In this article, we will introduce the OOM and OOM examples in Sun JDK, how to find and solve the cause of Oom, and how to process OOM in Sun JDK code.

Download PDF from: http://blog.bluedavy.com/open/Sun-JDK-OOM.pdf

1 OOM type

When running Sun JDK, the Java program may encounter the following OOM errors:

Java. Lang. outofmemoryerror: Unable to create new Native thread

When new
If a thread cannot be created, this error is thrown. If a thread must be created successfully in JDK, the Java Process exits. If the thread is a user thread, throw only
Oom, which cannot be created because too many threads are created and the memory is exhausted. Generally, you can reduce the number of created threads, or you can reduce the stack size occupied by the-XSS thread to reduce the Java
External memory consumption.

Java. Lang. outofmemoryerror: Request bytes for. Out of swap space?

When the JNI module or JVM performs malloc operations (such as mark during GC), the off-heap memory needs to be consumed. For example, the address space occupied by the Java Process exceeds the limit.
(For example, if windows: 2g, Linux: 3G), or the physical memory and swap are used up, this error occurs. When this error occurs, the Java Process exits.

Java. Lang. outofmemoryerror: Java heap Space

This is the most common OOM error. When an object or array is created through new, for example, Java heap space is insufficient (due to the lack of new generation, it is not enough to trigger minor GC, and it is not enough to trigger full GC ), this error is thrown.

Java. Lang. outofmemoryerror: GC overhead limit execeeded

When creating an object or array through new, such as Java
If heap space is insufficient, and GC takes 98% of the total time of the program, and heap space is less than 2%, this error is thrown to avoid full
GC is always executed. You can use usegcoverheadlimit to determine whether to enable this policy. You can use gctimelimit and gcheapfreelimit to control this policy.
Percent.

Java. Lang. outofmemoryerror: permgen Space

When the class is loaded, if the permgen space is insufficient after full GC, this error is thrown.

For the above OOM errors, the out of swap space may cause serious consequences, because this will cause the Java Process to exit, and other types of errors, as long as they are not thrown in the main thread, this will not cause the Java Process to exit.

2 OOM example, cause search and Solution

For the class and source code of these examples, refer.

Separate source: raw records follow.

//! Color constants and log-axis helpers for the TUI.

use ratatui::style::Color;
use ratatui::symbols::Marker;

use crate::color::Rgb;
use crate::curves::CurvePoint;
use crate::plot::LineStyle;

/// Header bar foreground.
pub const HEADER_FG: Color = Color::White;
/// Header bar background.
pub const HEADER_BG: Color = Color::DarkGray;
/// Footer help text color.
pub const FOOTER_FG: Color = Color::DarkGray;
/// Highlighted list entry.
pub const SELECTED_BG: Color = Color::Blue;
/// Render error text.
pub const ERROR_FG: Color = Color::Red;

/// Terminal color of a chart series.
pub fn series_color(c: Rgb) -> Color {
    let (r, g, b) = c.to_u8();
    Color::Rgb(r, g, b)
}

/// Terminal cells cannot dash a line; the marker stands in for the stroke.
pub fn marker(style: LineStyle) -> Marker {
    match style {
        LineStyle::Solid => Marker::Braille,
        LineStyle::Dashed | LineStyle::DashDot => Marker::Dot,
        LineStyle::Dotted => Marker::Block,
    }
}

/// Points in `(log10 I, log10 t)` coordinates, dropping non-positive values.
pub fn log_points(points: &[CurvePoint]) -> Vec<(f64, f64)> {
    points
        .iter()
        .filter(|p| p.current_a > 0.0 && p.time_s > 0.0)
        .map(|p| (p.current_a.log10(), p.time_s.log10()))
        .collect()
}

/// Axis label for a decade exponent, e.g. `1e3`.
pub fn decade_label(exponent: f64) -> String {
    format!("1e{}", exponent.round() as i32)
}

When a Java program is running, there are many causes of Oom, some of which are easier to find out the cause, and some are very difficult. Here are some examples of oom.

Example 1

Run com. bluedavy. oom. javaheapspacecase1 with the-xms20m-xmx20m-xmn10m-XX: + useparallelgc Parameter

After running, a large amount of full GC information can be seen in the output log, and:

Java. Lang. outofmemoryerror: GC overhead limit exceeded

And java. Lang. outofmemoryerror: Java heap Space

Based on the OOM type mentioned above, we can know that this is caused by insufficient Java heap space in the new object or array. For this Oom, we need to know which parts of the program occupy Java heap.

To know which part of the program occupies the Java heap, you must first obtain the information in the Java heap, especially the memory information in oom.
In JDK, you can add-XX: + heapdumponoutofmemoryerror to the startup parameter to obtain the Java
Heap information. When OOM occurs, a java_pid [pid]. hprof file is automatically generated.

Therefore, add the preceding parameter to the startup parameter and run javaheapspacecase1 again. You can see that
Java_pid10852.hprof (because the PID is different, you may see different file names), after obtaining this file, you can
MAT (http://www.eclipse.org/mat/) for analysis.

Use mat to open the above file (by default, mat considers that the heap dump file should end with. Bin, so rename the file or use open
Open file), click dominator_tree, and you can see that sun. Misc. launcher $ appclassloader occupies most of
Memory, continue to open the view, you can see that because the com. bluedavy. oom. Caches has an arraylist, the stored objects occupy most of the memory, so
The OOM solution is to limit the total size of objects in the caches class or the number of objects in the arraylist of the caches class.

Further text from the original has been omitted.